Google search terms that end up here can be both hilarious and a bit disturbing. Some people search for my full name looking for a Scottish quilter, police woman, sprinter, violinist ... and they find me, poor buggas. Others are on a more quixotic venture. Here are some search terms that arrived at A WineDark Sea this week. Below each search term is a link to the posts they got to.
1. Ivor cutler herring
Whoever you are, wherever you are, you are so very cool.

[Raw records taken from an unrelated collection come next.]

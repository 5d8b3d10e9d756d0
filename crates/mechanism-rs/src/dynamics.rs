//! Combines contact force resolution with forward dynamics into the single per-step
//! entry point a simulation driver calls: kinematics are already current on `state`,
//! each contact point's force is evaluated from them, and the resulting per-body
//! wrenches feed straight into [`forward_dynamics_with_external`] alongside `tau`.
//!
//! Collision geometry (penetration depth, contact normal) is not this crate's concern;
//! [`ContactInput`] is how a caller supplies it per contact point, already measured.

use crate::algorithms::{forward_dynamics_with_external, AlgorithmsError, DynamicsResult};
use crate::contact::kinematics::{point_kinematics, wrench_at_origin};
use crate::contact::ContactPoint;
use crate::model::DimensionMismatch;
use crate::spatial::scalar::Scalar;
use crate::spatial::{SpatialVector, Vector3};
use crate::state::MechanismState;

/// Per-contact-point kinematic input that this crate cannot derive on its own: how far
/// the point has penetrated, how fast that is changing, and the outward contact normal
/// (all in the world frame).
#[derive(Clone, Copy, Debug)]
pub struct ContactInput<T: Scalar> {
    pub penetration: T,
    pub penetration_rate: T,
    pub normal_world: Vector3<T>,
}

/// Runs one contact-aware dynamics step: for each contact point, reads its current
/// world-frame position and velocity off `state`, evaluates its force model, and
/// accumulates the resulting wrench onto its body; then solves forward dynamics with
/// those wrenches as the external input alongside `tau`.
///
/// `contacts`, `inputs`, and `states` must all have the same length, one entry per
/// contact point, in the same order. Returns the dynamics result together with each
/// contact point's updated model state, for the caller to carry into the next step.
///
/// # Errors
/// Returns [`AlgorithmsError::WrongSize`] if `inputs` or `states` does not match
/// `contacts` in length, or any error [`forward_dynamics_with_external`] can return.
pub fn dynamics<T: Scalar>(
    state: &mut MechanismState<T>,
    tau: &[T],
    contacts: &[ContactPoint<T>],
    inputs: &[ContactInput<T>],
    states: &[Vec<T>],
) -> Result<(DynamicsResult<T>, Vec<Vec<T>>), AlgorithmsError> {
    if inputs.len() != contacts.len() || states.len() != contacts.len() {
        return Err(DimensionMismatch {
            name: "contacts/inputs/states",
            expected: contacts.len(),
            got: inputs.len().min(states.len()),
        }
        .into());
    }

    let nbodies = state.mechanism().nbodies();
    let mut external = vec![SpatialVector::zero(); nbodies];
    let mut next_states = Vec::with_capacity(contacts.len());

    for ((point, input), point_state) in contacts.iter().zip(inputs).zip(states) {
        let transform_to_root = state.transform_to_root(point.body)?;
        let twist = state.twist_wrt_world(point.body)?;
        let (r_world, point_velocity) = point_kinematics(&transform_to_root, &twist, point.location);

        let normal_speed = point_velocity.dot(&input.normal_world);
        let tangential_velocity = point_velocity - input.normal_world.scale(normal_speed);

        let (normal_force, friction_force, state_rate) = point.model.force(
            input.penetration,
            input.penetration_rate,
            tangential_velocity,
            point_state,
        );

        let force_world = input.normal_world.scale(normal_force) + friction_force;
        let wrench = wrench_at_origin(r_world, force_world);
        let index = point.body.index();
        external[index] = external[index] + wrench;
        next_states.push(state_rate);
    }

    let result = forward_dynamics_with_external(state, tau, Some(&external))?;
    Ok((result, next_states))
}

2. Kundip and surrounding land for sale
Go away. I don't like you, already.
3. Bodies of Subversion: a secret history of women and tattoo
Go to the New York Times. God. All I did was steal two pictures (two! and the copyright was over like a hundred years ago).
4.Matthew Flinders map
Well. You're lost, mate. Thousands have come to A WineDark Sea looking for Flinders' map. It's a sorry fact that I was infatuated with Indiana Jones when I wrote about Flinders getting stuck in Mauritius, but here you are. Two hundred years after Flinders first posted his happy snaps, people are still hunting for that map. What the hell. Admit it. You are lost. Not my fault.
5. pinoy pigeon
Finding-a-pinoy-racing-pigeon's-leg-ring-at-the-top-of-a-mountain is a great story if I may say so myself. This is a true ripping yarn.
6. aboriginal naked
7. aboriginal naked woman
Errk. I still can't work out how you got here. Really.
8. blood sports when wearing something tight
Oh of course! Leonard Cohen. Who else would mention extreme blood sports and tight clothing in the same song?
9. Chris Langslow
Those dastardly ukelele wielding asylum seekers have some explaining to do. Again, not my fault. Absolutely nothing to do with me.